When there's no future, how can there be sin? - Sex Pistols, 1977

Video killed the radio star. - Bruce Wooley, 1979

Markets follow demographics, and in the mid 1970s, the demographic of the Baby Boom was aging. The first wave was now in its 30s, and the second wave in its teens and twenties. As the Boom aged, so too did the music market that provided the soundtrack to the imaginary film that ran through their heads they called 'Their Lives'. The first wave of Boomers, the kids of 1946 - 1954, defined (and thanks to the size of that population burst, continue to define) many aspects of American culture. As the Boom ages further it will continue to define many aspects of American culture, and thanks to America's imperial grasp, many parts of world culture as well. In the mid 1970s, the Rock music market began a series of consolidations as the managers, musicians, distributors, and consumers of the music industry re-assessed their respective positions relative to each other and the music itself.

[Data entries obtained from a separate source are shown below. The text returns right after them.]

//! Trailers: attribute access, calls and subscripts.

use shroud_ir::{Expr, ExprContext, ExprKind, Keyword, TokenKind};

use super::tuple;
use crate::{ParseError, ParseErrorKind, Parser};

impl Parser<'_> {
    /// `atom trailer*`
    pub(crate) fn parse_primary(&mut self) -> Result<Expr, ParseError> {
        let mut expr = self.parse_atom()?;
        loop {
            match self.current_kind() {
                TokenKind::Dot => {
                    self.advance();
                    let (attr, attr_span) = self.expect_name()?;
                    let span = expr.span.merge(attr_span);
                    expr = Expr::new(
                        ExprKind::Attribute {
                            value: Box::new(expr),
                            attr,
                            ctx: ExprContext::Load,
                        },
                        span,
                    );
                }
                TokenKind::LParen => {
                    self.advance();
                    let (args, keywords) = self.parse_call_arguments()?;
                    let end = self.expect(&TokenKind::RParen, "')'")?;
                    let span = expr.span.merge(end);
                    expr = Expr::new(
                        ExprKind::Call {
                            func: Box::new(expr),
                            args,
                            keywords,
                        },
                        span,
                    );
                }
                TokenKind::LBracket => {
                    self.advance();
                    let slice = self.parse_slices()?;
                    let end = self.expect(&TokenKind::RBracket, "']'")?;
                    let span = expr.span.merge(end);
                    expr = Expr::new(
                        ExprKind::Subscript {
                            value: Box::new(expr),
                            slice: Box::new(slice),
                            ctx: ExprContext::Load,
                        },
                        span,
                    );
                }
                _ => return Ok(expr),
            }
        }
    }

    /// Arguments between the parentheses of a call or class header; stops
    /// before `)`.
    pub(crate) fn parse_call_arguments(&mut self) -> Result<(Vec<Expr>, Vec<Keyword>), ParseError> {
        let mut args = Vec::new();
        let mut keywords: Vec<Keyword> = Vec::new();

        while !self.check(&TokenKind::RParen) {
            let start = self.current_span();
            match self.current_kind() {
                TokenKind::Star => {
                    args.push(self.parse_star_named_expression()?);
                }
                TokenKind::DoubleStar => {
                    self.advance();
                    let value = self.parse_expression()?;
                    keywords.push(Keyword {
                        arg: None,
                        span: start.merge(value.span),
                        value,
                    });
                }
                TokenKind::Name(name) if self.peek_kind(1) == &TokenKind::Eq => {
                    self.advance();
                    self.advance();
                    let value = self.parse_expression()?;
                    keywords.push(Keyword {
                        arg: Some(name.clone()),
                        span: start.merge(value.span),
                        value,
                    });
                }
                _ => {
                    let value = self.parse_named_expression()?;
                    if matches!(self.current_kind(), TokenKind::For | TokenKind::Async) {
                        let generators = self.parse_comprehension_clauses()?;
                        let span = value.span.merge(self.previous_span());
                        args.push(Expr::new(
                            ExprKind::GeneratorExp {
                                elt: Box::new(value),
                                generators,
                            },
                            span,
                        ));
                    } else {
                        if !keywords.is_empty() {
                            return Err(ParseError::new(
                                ParseErrorKind::PositionalAfterKeyword,
                                value.span,
                            ));
                        }
                        args.push(value);
                    }
                }
            }
            if !self.eat(&TokenKind::Comma) {
                break;
            }
        }
        Ok((args, keywords))
    }

    /// Contents of `[...]` after a primary: one slice, or a tuple of them.
    fn parse_slices(&mut self) -> Result<Expr, ParseError> {
        let first = self.parse_slice()?;
        if !self.check(&TokenKind::Comma) {
            return Ok(first);
        }
        let mut elts = vec![first];
        while self.eat(&TokenKind::Comma) {
            if self.check(&TokenKind::RBracket) {
                break;
            }
            elts.push(self.parse_slice()?);
        }
        Ok(tuple(elts))
    }

    /// `[lower] ':' [upper] [':' [step]]`, or a plain index.
    fn parse_slice(&mut self) -> Result<Expr, ParseError> {
        let start = self.current_span();
        let lower = if self.check(&TokenKind::Colon) {
            None
        } else {
            let index = self.parse_star_named_expression()?;
            if !self.check(&TokenKind::Colon) {
                return Ok(index);
            }
            Some(Box::new(index))
        };
        self.expect(&TokenKind::Colon, "':'")?;
        let ends_bound =
            |kind: &TokenKind| matches!(kind, TokenKind::Colon | TokenKind::Comma | TokenKind::RBracket);
        let upper = if ends_bound(self.current_kind()) {
            None
        } else {
            Some(Box::new(self.parse_expression()?))
        };
        let step = if self.eat(&TokenKind::Colon) {
            if ends_bound(self.current_kind()) {
                None
            } else {
                Some(Box::new(self.parse_expression()?))
            }
        } else {
            None
        };
        Ok(Expr::new(
            ExprKind::Slice { lower, upper, step },
            start.merge(self.previous_span()),
        ))
    }
}
//! `match` statement patterns.

use super::expr::Expr;
use super::stmt::Stmt;
use crate::Span;

/// One `case pattern [if guard]: body` clause.
#[derive(Clone, PartialEq, Debug)]
pub struct MatchCase {
    pub pattern: Pattern,
    pub guard: Option<Expr>,
    pub body: Vec<Stmt>,
}

#[derive(Clone, PartialEq, Debug)]
pub struct Pattern {
    pub kind: PatternKind,
    pub span: Span,
}

impl Pattern {
    #[inline]
    pub fn new(kind: PatternKind, span: Span) -> Self {
        Pattern { kind, span }
    }
}

/// Pattern variants.
///
/// Sequence patterns do not record their bracket style; `[a, b]` and
/// `(a, b)` match the same subjects.
#[derive(Clone, PartialEq, Debug)]
pub enum PatternKind {
    /// Literal or dotted-name value: `1`, `-2.5`, `'go'`, `None`, `Color.RED`.
    Value(Expr),
    Sequence(Vec<Pattern>),
    /// `{key: pattern, ..., **rest}`; keys are literal or dotted values.
    Mapping {
        keys: Vec<Expr>,
        patterns: Vec<Pattern>,
        rest: Option<String>,
    },
    /// `Cls(p, ..., attr=p, ...)`
    Class {
        cls: Expr,
        patterns: Vec<Pattern>,
        kwd_attrs: Vec<String>,
        kwd_patterns: Vec<Pattern>,
    },
    /// `*name` inside a sequence; `None` for `*_`.
    Star(Option<String>),
    /// `pattern as name`, a bare capture (`pattern` is `None`) or the
    /// wildcard `_` (both `None`).
    As {
        pattern: Option<Box<Pattern>>,
        name: Option<String>,
    },
    /// `p | q | ...`
    Or(Vec<Pattern>),
}

impl PatternKind {
    /// The wildcard `_`.
    pub fn is_wildcard(&self) -> bool {
        matches!(
            self,
            PatternKind::As {
                pattern: None,
                name: None
            }
        )
    }
}
//! Value encoders.
//!
//! Every encoder returns expression text that evaluates to the original
//! value under the target runtime. Integers are built from two boolean
//! idioms and nothing else:
//!
//! - `(not())` is `True`: an empty tuple is falsy.
//! - `(not[()])` is `False`: a list holding an empty tuple is truthy.
//!
//! Their sums give the base values 0 and 1, which live in the header under
//! the aliases of `Int(0)` and `Int(1)`. Everything else is shifts and sums
//! of those aliases.

mod text;

use num_bigint::{BigInt, BigUint, Sign};
use rustc_hash::FxHashMap;

use crate::config::StringMode;
use crate::ObfuscateError;

pub use text::{encode_float, escape_literal};

/// `True` without naming it.
pub const TRUE_IDIOM: &str = "(not())";
/// `False` without naming it.
pub const FALSE_IDIOM: &str = "(not[()])";
/// Header value of the 0 alias.
pub const ZERO_EXPR: &str = "((not[()])+(not[()]))";
/// Header value of the 1 alias.
pub const ONE_EXPR: &str = "((not())+(not[()]))";

/// Largest shift still spelled by repeated doubling. Runtimes cap nested
/// groups (CPython at 200), so larger shifts encode the shift amount.
const DOUBLING_LIMIT: u64 = 8;

/// Header value for a boolean constant.
pub fn bool_idiom(value: bool) -> &'static str {
    if value {
        TRUE_IDIOM
    } else {
        FALSE_IDIOM
    }
}

/// Per-run encoding context.
///
/// The memo maps decimal text to synthesized expression text and is seeded
/// with the 0 and 1 aliases, so it never outlives one obfuscation.
#[derive(Debug)]
pub struct Encoder {
    zero: String,
    one: String,
    mode: StringMode,
    memo: FxHashMap<String, String>,
}

impl Encoder {
    pub fn new(zero: impl Into<String>, one: impl Into<String>, mode: StringMode) -> Self {
        let zero = zero.into();
        let one = one.into();
        let mut memo = FxHashMap::default();
        memo.insert("0".to_string(), zero.clone());
        memo.insert("1".to_string(), one.clone());
        Encoder {
            zero,
            one,
            mode,
            memo,
        }
    }

    pub fn zero(&self) -> &str {
        &self.zero
    }

    pub fn one(&self) -> &str {
        &self.one
    }

    pub fn mode(&self) -> StringMode {
        self.mode
    }

    /// Expression text for `n` built from the base aliases.
    ///
    /// ```
    /// use shroud_obf::encode::Encoder;
    /// use shroud_obf::StringMode;
    ///
    /// let mut encoder = Encoder::new("z", "o", StringMode::Direct);
    /// assert_eq!(encoder.encode_int(&5.into()).unwrap(), "(o+((o<<o)<<o))");
    /// assert_eq!(encoder.encode_int(&(-1).into()).unwrap(), "((~z)*o)");
    /// ```
    pub fn encode_int(&mut self, n: &BigInt) -> Result<String, ObfuscateError> {
        if let Some(text) = self.memo.get(&n.to_string()) {
            return Ok(text.clone());
        }
        let limit = n.bits() + 1;
        let magnitude = self.encode_magnitude(n.magnitude(), 0, limit)?;
        if n.sign() != Sign::Minus {
            return Ok(magnitude);
        }
        let text = format!("((~{})*{magnitude})", self.zero);
        self.memo.insert(n.to_string(), text.clone());
        Ok(text)
    }

    fn encode_magnitude(
        &mut self,
        n: &BigUint,
        depth: u64,
        limit: u64,
    ) -> Result<String, ObfuscateError> {
        let key = n.to_string();
        if let Some(text) = self.memo.get(&key) {
            return Ok(text.clone());
        }
        if depth > limit {
            return Err(ObfuscateError::EncodingRecursionExhausted {
                value: key,
                depth: usize::try_from(depth).unwrap_or(usize::MAX),
            });
        }

        shroud_stack::ensure_sufficient_stack(|| {
            let mut terms = Vec::new();
            for shift in (0..n.bits()).filter(|&bit| n.bit(bit)) {
                let term = self.power_of_two(shift, depth, limit)?;
                terms.push(term);
            }
            let text = match terms.as_slice() {
                [single] => single.clone(),
                _ => format!("({})", terms.join("+")),
            };
            self.memo.insert(key, text.clone());
            Ok(text)
        })
    }

    /// Term for `2^shift`.
    fn power_of_two(
        &mut self,
        shift: u64,
        depth: u64,
        limit: u64,
    ) -> Result<String, ObfuscateError> {
        if shift == 0 {
            return Ok(self.one.clone());
        }
        let power = BigUint::from(1u8) << shift;
        let key = power.to_string();
        if let Some(text) = self.memo.get(&key) {
            return Ok(text.clone());
        }
        let term = if let Some(amount) = self.memo.get(&shift.to_string()) {
            format!("({}<<{amount})", self.one)
        } else if shift <= DOUBLING_LIMIT {
            let half = BigUint::from(1u8) << (shift - 1);
            let inner = self.encode_magnitude(&half, depth + 1, limit)?;
            format!("({inner}<<{})", self.one)
        } else {
            // Doubling nests one group per bit; past the limit the shift
            // amount is encoded instead, which nests logarithmically.
            let amount = self.encode_magnitude(&BigUint::from(shift), depth + 1, limit)?;
            format!("({}<<{amount})", self.one)
        };
        self.memo.insert(key, term.clone());
        Ok(term)
    }

    /// String literal text in the configured mode.
    ///
    /// Reduced mode asks `codepoint` for the alias of each character's
    /// header entry; a space is always spelled inline as 32.
    pub fn encode_string(
        &mut self,
        value: &str,
        mut codepoint: impl FnMut(&mut Self, char) -> Result<String, ObfuscateError>,
    ) -> Result<String, ObfuscateError> {
        match self.mode {
            StringMode::Direct => Ok(escape_literal(value)),
            StringMode::Reduced => {
                if value.is_empty() {
                    return Ok("str()".to_string());
                }
                let mut items = Vec::with_capacity(value.len());
                for c in value.chars() {
                    let item = if c == ' ' {
                        self.encode_int(&BigInt::from(32))?
                    } else {
                        codepoint(self, c)?
                    };
                    items.push(item);
                }
                Ok(format!("str().join(map(chr,[{}]))", items.join(",")))
            }
        }
    }
}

In terms of the management, distribution and marketing of the music, this re-assessment took the form of a sclerotic defining of markets and the balkanization of style and methods of music working that make those styles. These stylistic boundaries served to amplify the differences between these genres, permitting the artists in these categories to target and more effectively reach specific audiences who could be assured of a product that met their needs. While Punk Rock brought the angry youth of the world into the orbit of Rock, singers like Jackson Browne and Dan Fogelberg were successfully catering to their older hippie audiences. Radio stations no longer played what the DJ wanted to, and most of them had given up that power to programming directors and the indie distributors who provide and pay the station to play their music. As the first wave of boomers aged into the same suburban parents their parents brought them up to be, the musical interests that were once so vital and emblematic of their generation were kicked farther into the background of their lives which were now swamped with young families, jobs, and mortgages. What was once a fascination with the latest sound became a thirst for the anesthetic aesthetic of self-absorbed nostalgia and the relentless repackaging of 'their music' in ever increasingly blander arrangements and configurations. M.O.R. (Middle Of the Road) A.O.R. (Album Oriented Rock) were the logical results - not styles in themselves, but marketing strategies masquerading as styles, and soon marketed as Lifestyles. Furthermore, this Renewed system of Rock proved its structural robustness by having a built-in self-critical establishment. With each style in competition with the other, each is held in relativistic equality, and each has its own devoted audience and devoted practitioners. Punk Rockers and Country Rockers could find each other equally revolting. The Punk Rockers could see the Country Rockers (and everyone else except themselves for the most part) as a bunch of reactionary suburban sellouts and traitors to the spirit of Rock and Roll, and the Country Rockers could see the Punk Rockers as a bunch of pretentious snotty faced art damaged urban upstart idiots with questionable tastes in clothing and jewelry. And they could both be right about each other. 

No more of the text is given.